== DATA FOR ANALYSIS
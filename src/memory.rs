use num::{Float, NumCast, Zero};
use rand::distributions::uniform::SampleUniform;
use std::{
    fmt::{Debug, Display, LowerExp},
    iter::Sum,
    ops::{Add, AddAssign, Sub, SubAssign},
};

pub trait Primitive: Add + AddAssign + Sum + Sub + SubAssign + Zero + Float + NumCast + SampleUniform
                + PartialOrd + Copy + Default + Display + Debug + LowerExp + 'static
                + for<'a> AddAssign<&'a Self> {}
impl Primitive for f32 {}
impl Primitive for f64 {}

/// Converts a sample count into the primitive type.
#[inline(always)]
pub(crate) fn count_as<T: Primitive>(cnt: usize) -> T {
    T::from(cnt).unwrap_or_else(T::infinity)
}


/// Row-major sample storage of one dataset: `[<sample0>,<sample1>,<sample2>,...]`.
/// Every sample has exactly `sample_dims` components.
#[derive(Clone, Debug, Default)]
pub(crate) struct Samples<T: Primitive> {
    pub(crate) sample_cnt: usize,
    pub(crate) sample_dims: usize,
    pub(crate) data: Vec<T>,
}
impl<T: Primitive> Samples<T> {
    pub(crate) fn new(data: Vec<T>, sample_cnt: usize, sample_dims: usize) -> Self {
        debug_assert_eq!(data.len(), sample_cnt * sample_dims);
        Self { sample_cnt, sample_dims, data }
    }

    pub(crate) fn is_empty(&self) -> bool { self.sample_cnt == 0 }

    pub(crate) fn sample(&self, idx: usize) -> &[T] {
        &self.data[idx * self.sample_dims..(idx + 1) * self.sample_dims]
    }

    pub(crate) fn iter(&self) -> std::slice::ChunksExact<'_, T> {
        self.data.chunks_exact(self.sample_dims)
    }
}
====
> YOUR GOAL
If a line in the entries includes the word "iter", copy that line out.

> OUTPUT OF THE TASK
    iter::Sum,
    pub(crate) fn iter(&self) -> std::slice::ChunksExact<'_, T> {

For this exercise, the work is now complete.